## TASK STATEMENT
Whatever appears in the records, write it out again exactly.

## MATERIAL SUPPLIED
* * *

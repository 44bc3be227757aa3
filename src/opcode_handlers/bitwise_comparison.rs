//! Comparison and bitwise opcodes (14): LT, GT, SLT, SGT, EQ, ISZERO, AND,
//! OR, XOR, NOT, BYTE, SHL, SHR, SAR.

use crate::computation::Computation;
use crate::errors::{OpcodeResult, VMError};
use crate::state::State;
use crate::transaction_context::TransactionContext;
use ethereum_types::U256;

fn u256_from_bool(b: bool) -> U256 {
    if b {
        U256::one()
    } else {
        U256::zero()
    }
}

pub fn op_lt(frame: &mut Computation, _state: &mut State, _tx_ctx: &TransactionContext) -> Result<OpcodeResult, VMError> {
    let [lho, rho] = *frame.stack.pop()?;
    frame.stack.push(u256_from_bool(lho < rho))?;
    Ok(OpcodeResult::Continue)
}

pub fn op_gt(frame: &mut Computation, _state: &mut State, _tx_ctx: &TransactionContext) -> Result<OpcodeResult, VMError> {
    let [lho, rho] = *frame.stack.pop()?;
    frame.stack.push(u256_from_bool(lho > rho))?;
    Ok(OpcodeResult::Continue)
}

pub fn op_slt(frame: &mut Computation, _state: &mut State, _tx_ctx: &TransactionContext) -> Result<OpcodeResult, VMError> {
    let [lho, rho] = *frame.stack.pop()?;
    let lho_negative = lho.bit(255);
    let rho_negative = rho.bit(255);
    let result = if lho_negative == rho_negative {
        u256_from_bool(lho < rho)
    } else {
        u256_from_bool(lho_negative)
    };
    frame.stack.push(result)?;
    Ok(OpcodeResult::Continue)
}

pub fn op_sgt(frame: &mut Computation, _state: &mut State, _tx_ctx: &TransactionContext) -> Result<OpcodeResult, VMError> {
    let [lho, rho] = *frame.stack.pop()?;
    let lho_negative = lho.bit(255);
    let rho_negative = rho.bit(255);
    let result = if lho_negative == rho_negative {
        u256_from_bool(lho > rho)
    } else {
        u256_from_bool(rho_negative)
    };
    frame.stack.push(result)?;
    Ok(OpcodeResult::Continue)
}

pub fn op_eq(frame: &mut Computation, _state: &mut State, _tx_ctx: &TransactionContext) -> Result<OpcodeResult, VMError> {
    let [lho, rho] = *frame.stack.pop()?;
    frame.stack.push(u256_from_bool(lho == rho))?;
    Ok(OpcodeResult::Continue)
}

pub fn op_iszero(frame: &mut Computation, _state: &mut State, _tx_ctx: &TransactionContext) -> Result<OpcodeResult, VMError> {
    let [operand] = *frame.stack.pop()?;
    frame.stack.push(u256_from_bool(operand.is_zero()))?;
    Ok(OpcodeResult::Continue)
}

pub fn op_and(frame: &mut Computation, _state: &mut State, _tx_ctx: &TransactionContext) -> Result<OpcodeResult, VMError> {
    let [a, b] = *frame.stack.pop()?;
    frame.stack.push(a & b)?;
    Ok(OpcodeResult::Continue)
}

pub fn op_or(frame: &mut Computation, _state: &mut State, _tx_ctx: &TransactionContext) -> Result<OpcodeResult, VMError> {
    let [a, b] = *frame.stack.pop()?;
    frame.stack.push(a | b)?;
    Ok(OpcodeResult::Continue)
}

pub fn op_xor(frame: &mut Computation, _state: &mut State, _tx_ctx: &TransactionContext) -> Result<OpcodeResult, VMError> {
    let [a, b] = *frame.stack.pop()?;
    frame.stack.push(a ^ b)?;
    Ok(OpcodeResult::Continue)
}

pub fn op_not(frame: &mut Computation, _state: &mut State, _tx_ctx: &TransactionContext) -> Result<OpcodeResult, VMError> {
    let a = frame.stack.pop1()?;
    frame.stack.push(!a)?;
    Ok(OpcodeResult::Continue)
}

/// BYTE(i, x): byte at position `i` from the high end of `x`; `i >= 32 => 0`.
pub fn op_byte(frame: &mut Computation, _state: &mut State, _tx_ctx: &TransactionContext) -> Result<OpcodeResult, VMError> {
    let [index, value] = *frame.stack.pop()?;
    if index >= U256::from(32) {
        frame.stack.push_zero()?;
        return Ok(OpcodeResult::Continue);
    }
    let index = index.low_u32() as usize;
    #[allow(clippy::arithmetic_side_effects, reason = "index < 32")]
    let byte_from_low_end = 31 - index;
    frame.stack.push(U256::from(value.byte(byte_from_low_end)))?;
    Ok(OpcodeResult::Continue)
}

pub fn op_shl(frame: &mut Computation, _state: &mut State, _tx_ctx: &TransactionContext) -> Result<OpcodeResult, VMError> {
    let [shift, value] = *frame.stack.pop()?;
    if shift < U256::from(256) {
        frame.stack.push(value << shift)?;
    } else {
        frame.stack.push_zero()?;
    }
    Ok(OpcodeResult::Continue)
}

pub fn op_shr(frame: &mut Computation, _state: &mut State, _tx_ctx: &TransactionContext) -> Result<OpcodeResult, VMError> {
    let [shift, value] = *frame.stack.pop()?;
    if shift < U256::from(256) {
        frame.stack.push(value >> shift)?;
    } else {
        frame.stack.push_zero()?;
    }
    Ok(OpcodeResult::Continue)
}

/// Arithmetic right shift: fills with the sign bit instead of zero.
pub fn op_sar(frame: &mut Computation, _state: &mut State, _tx_ctx: &TransactionContext) -> Result<OpcodeResult, VMError> {
    let [shift, value] = *frame.stack.pop()?;
    let is_negative = value.bit(255);
    let result = if shift >= U256::from(256) {
        if is_negative {
            U256::max_value()
        } else {
            U256::zero()
        }
    } else if is_negative {
        let shifted = value >> shift;
        let fill = U256::max_value() << (U256::from(256) - shift);
        shifted | fill
    } else {
        value >> shift
    };
    frame.stack.push(result)?;
    Ok(OpcodeResult::Continue)
}

#[cfg(test)]
mod tests {
    use super::*;
    use crate::db::memory_store::InMemoryDatabase;
    use crate::execution_context::ExecutionContext;
    use crate::message::Message;
    use crate::oracle::NullOracle;
    use crate::types::{Address, Word};
    use bytes::Bytes;

    fn blank_frame() -> Computation {
        let message = Message {
            gas: 1_000_000,
            to: Some(Address::zero()),
            sender: Address::zero(),
            value: Word::zero(),
            data: Bytes::new(),
            code: Bytes::new(),
            code_address: Address::zero(),
            storage_address: Address::zero(),
            create_address: None,
            depth: 0,
            is_static: false,
            should_transfer_value: false,
        };
        Computation::new_for_test(message)
    }

    #[test]
    fn shr_by_4_on_0xff() {
        let mut db = InMemoryDatabase::new();
        let oracle = NullOracle;
        let mut state = State::new(&mut db, &oracle, ExecutionContext::genesis(1));
        let tx_ctx = TransactionContext::new(Word::zero(), Address::zero());
        let mut frame = blank_frame();
        frame.stack.push(Word::from(0xff)).unwrap();
        frame.stack.push(Word::from(4)).unwrap();
        op_shr(&mut frame, &mut state, &tx_ctx).unwrap();
        assert_eq!(frame.stack.peek(), Some(Word::from(0x0f)));
    }

    #[test]
    fn sar_of_negative_one_by_any_shift_stays_all_ones() {
        let mut db = InMemoryDatabase::new();
        let oracle = NullOracle;
        let mut state = State::new(&mut db, &oracle, ExecutionContext::genesis(1));
        let tx_ctx = TransactionContext::new(Word::zero(), Address::zero());
        let mut frame = blank_frame();
        let minus_one = U256::max_value();
        frame.stack.push(minus_one).unwrap();
        frame.stack.push(Word::from(4)).unwrap();
        op_sar(&mut frame, &mut state, &tx_ctx).unwrap();
        assert_eq!(frame.stack.peek(), Some(minus_one));
    }
}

* * *

## EXERCISE OUTPUT
repository 44bc3be227757aa3
filename src/opcode_handlers/bitwise_comparison.rs
//! Comparison and bitwise opcodes (14): LT, GT, SLT, SGT, EQ, ISZERO, AND,
//! OR, XOR, NOT, BYTE, SHL, SHR, SAR.

use crate::computation::Computation;
use crate::errors::{OpcodeResult, VMError};
use crate::state::State;
use crate::transaction_context::TransactionContext;
use ethereum_types::U256;

fn u256_from_bool(b: bool) -> U256 {
    if b {
        U256::one()
    } else {
        U256::zero()
    }
}

pub fn op_lt(frame: &mut Computation, _state: &mut State, _tx_ctx: &TransactionContext) -> Result<OpcodeResult, VMError> {
    let [lho, rho] = *frame.stack.pop()?;
    frame.stack.push(u256_from_bool(lho < rho))?;
    Ok(OpcodeResult::Continue)
}

pub fn op_gt(frame: &mut Computation, _state: &mut State, _tx_ctx: &TransactionContext) -> Result<OpcodeResult, VMError> {
    let [lho, rho] = *frame.stack.pop()?;
    frame.stack.push(u256_from_bool(lho > rho))?;
    Ok(OpcodeResult::Continue)
}

pub fn op_slt(frame: &mut Computation, _state: &mut State, _tx_ctx: &TransactionContext) -> Result<OpcodeResult, VMError> {
    let [lho, rho] = *frame.stack.pop()?;
    let lho_negative = lho.bit(255);
    let rho_negative = rho.bit(255);
    let result = if lho_negative == rho_negative {
        u256_from_bool(lho < rho)
    } else {
        u256_from_bool(lho_negative)
    };
    frame.stack.push(result)?;
    Ok(OpcodeResult::Continue)
}

pub fn op_sgt(frame: &mut Computation, _state: &mut State, _tx_ctx: &TransactionContext) -> Result<OpcodeResult, VMError> {
    let [lho, rho] = *frame.stack.pop()?;
    let lho_negative = lho.bit(255);
    let rho_negative = rho.bit(255);
    let result = if lho_negative == rho_negative {
        u256_from_bool(lho > rho)
    } else {
        u256_from_bool(rho_negative)
    };
    frame.stack.push(result)?;
    Ok(OpcodeResult::Continue)
}

pub fn op_eq(frame: &mut Computation, _state: &mut State, _tx_ctx: &TransactionContext) -> Result<OpcodeResult, VMError> {
    let [lho, rho] = *frame.stack.pop()?;
    frame.stack.push(u256_from_bool(lho == rho))?;
    Ok(OpcodeResult::Continue)
}

pub fn op_iszero(frame: &mut Computation, _state: &mut State, _tx_ctx: &TransactionContext) -> Result<OpcodeResult, VMError> {
    let [operand] = *frame.stack.pop()?;
    frame.stack.push(u256_from_bool(operand.is_zero()))?;
    Ok(OpcodeResult::Continue)
}

pub fn op_and(frame: &mut Computation, _state: &mut State, _tx_ctx: &TransactionContext) -> Result<OpcodeResult, VMError> {
    let [a, b] = *frame.stack.pop()?;
    frame.stack.push(a & b)?;
    Ok(OpcodeResult::Continue)
}

pub fn op_or(frame: &mut Computation, _state: &mut State, _tx_ctx: &TransactionContext) -> Result<OpcodeResult, VMError> {
    let [a, b] = *frame.stack.pop()?;
    frame.stack.push(a | b)?;
    Ok(OpcodeResult::Continue)
}

pub fn op_xor(frame: &mut Computation, _state: &mut State, _tx_ctx: &TransactionContext) -> Result<OpcodeResult, VMError> {
    let [a, b] = *frame.stack.pop()?;
    frame.stack.push(a ^ b)?;
    Ok(OpcodeResult::Continue)
}

pub fn op_not(frame: &mut Computation, _state: &mut State, _tx_ctx: &TransactionContext) -> Result<OpcodeResult, VMError> {
    let a = frame.stack.pop1()?;
    frame.stack.push(!a)?;
    Ok(OpcodeResult::Continue)
}

/// BYTE(i, x): byte at position `i` from the high end of `x`; `i >= 32 => 0`.
pub fn op_byte(frame: &mut Computation, _state: &mut State, _tx_ctx: &TransactionContext) -> Result<OpcodeResult, VMError> {
    let [index, value] = *frame.stack.pop()?;
    if index >= U256::from(32) {
        frame.stack.push_zero()?;
        return Ok(OpcodeResult::Continue);
    }
    let index = index.low_u32() as usize;
    #[allow(clippy::arithmetic_side_effects, reason = "index < 32")]
    let byte_from_low_end = 31 - index;
    frame.stack.push(U256::from(value.byte(byte_from_low_end)))?;
    Ok(OpcodeResult::Continue)
}

pub fn op_shl(frame: &mut Computation, _state: &mut State, _tx_ctx: &TransactionContext) -> Result<OpcodeResult, VMError> {
    let [shift, value] = *frame.stack.pop()?;
    if shift < U256::from(256) {
        frame.stack.push(value << shift)?;
    } else {
        frame.stack.push_zero()?;
    }
    Ok(OpcodeResult::Continue)
}

pub fn op_shr(frame: &mut Computation, _state: &mut State, _tx_ctx: &TransactionContext) -> Result<OpcodeResult, VMError> {
    let [shift, value] = *frame.stack.pop()?;
    if shift < U256::from(256) {
        frame.stack.push(value >> shift)?;
    } else {
        frame.stack.push_zero()?;
    }
    Ok(OpcodeResult::Continue)
}

/// Arithmetic right shift: fills with the sign bit instead of zero.
pub fn op_sar(frame: &mut Computation, _state: &mut State, _tx_ctx: &TransactionContext) -> Result<OpcodeResult, VMError> {
    let [shift, value] = *frame.stack.pop()?;
    let is_negative = value.bit(255);
    let result = if shift >= U256::from(256) {
        if is_negative {
            U256::max_value()
        } else {
            U256::zero()
        }
    } else if is_negative {
        let shifted = value >> shift;
        let fill = U256::max_value() << (U256::from(256) - shift);
        shifted | fill
    } else {
        value >> shift
    };
    frame.stack.push(result)?;
    Ok(OpcodeResult::Continue)
}

#[cfg(test)]
mod tests {
    use super::*;
    use crate::db::memory_store::InMemoryDatabase;
    use crate::execution_context::ExecutionContext;
    use crate::message::Message;
    use crate::oracle::NullOracle;
    use crate::types::{Address, Word};
    use bytes::Bytes;

    fn blank_frame() -> Computation {
        let message = Message {
            gas: 1_000_000,
            to: Some(Address::zero()),
            sender: Address::zero(),
            value: Word::zero(),
            data: Bytes::new(),
            code: Bytes::new(),
            code_address: Address::zero(),
            storage_address: Address::zero(),
            create_address: None,
            depth: 0,
            is_static: false,
            should_transfer_value: false,
        };
        Computation::new_for_test(message)
    }

    #[test]
    fn shr_by_4_on_0xff() {
        let mut db = InMemoryDatabase::new();
        let oracle = NullOracle;
        let mut state = State::new(&mut db, &oracle, ExecutionContext::genesis(1));
        let tx_ctx = TransactionContext::new(Word::zero(), Address::zero());
        let mut frame = blank_frame();
        frame.stack.push(Word::from(0xff)).unwrap();
        frame.stack.push(Word::from(4)).unwrap();
        op_shr(&mut frame, &mut state, &tx_ctx).unwrap();
        assert_eq!(frame.stack.peek(), Some(Word::from(0x0f)));
    }

    #[test]
    fn sar_of_negative_one_by_any_shift_stays_all_ones() {
        let mut db = InMemoryDatabase::new();
        let oracle = NullOracle;
        let mut state = State::new(&mut db, &oracle, ExecutionContext::genesis(1));
        let tx_ctx = TransactionContext::new(Word::zero(), Address::zero());
        let mut frame = blank_frame();
        let minus_one = U256::max_value();
        frame.stack.push(minus_one).unwrap();
        frame.stack.push(Word::from(4)).unwrap();
        op_sar(&mut frame, &mut state, &tx_ctx).unwrap();
        assert_eq!(frame.stack.peek(), Some(minus_one));
    }
}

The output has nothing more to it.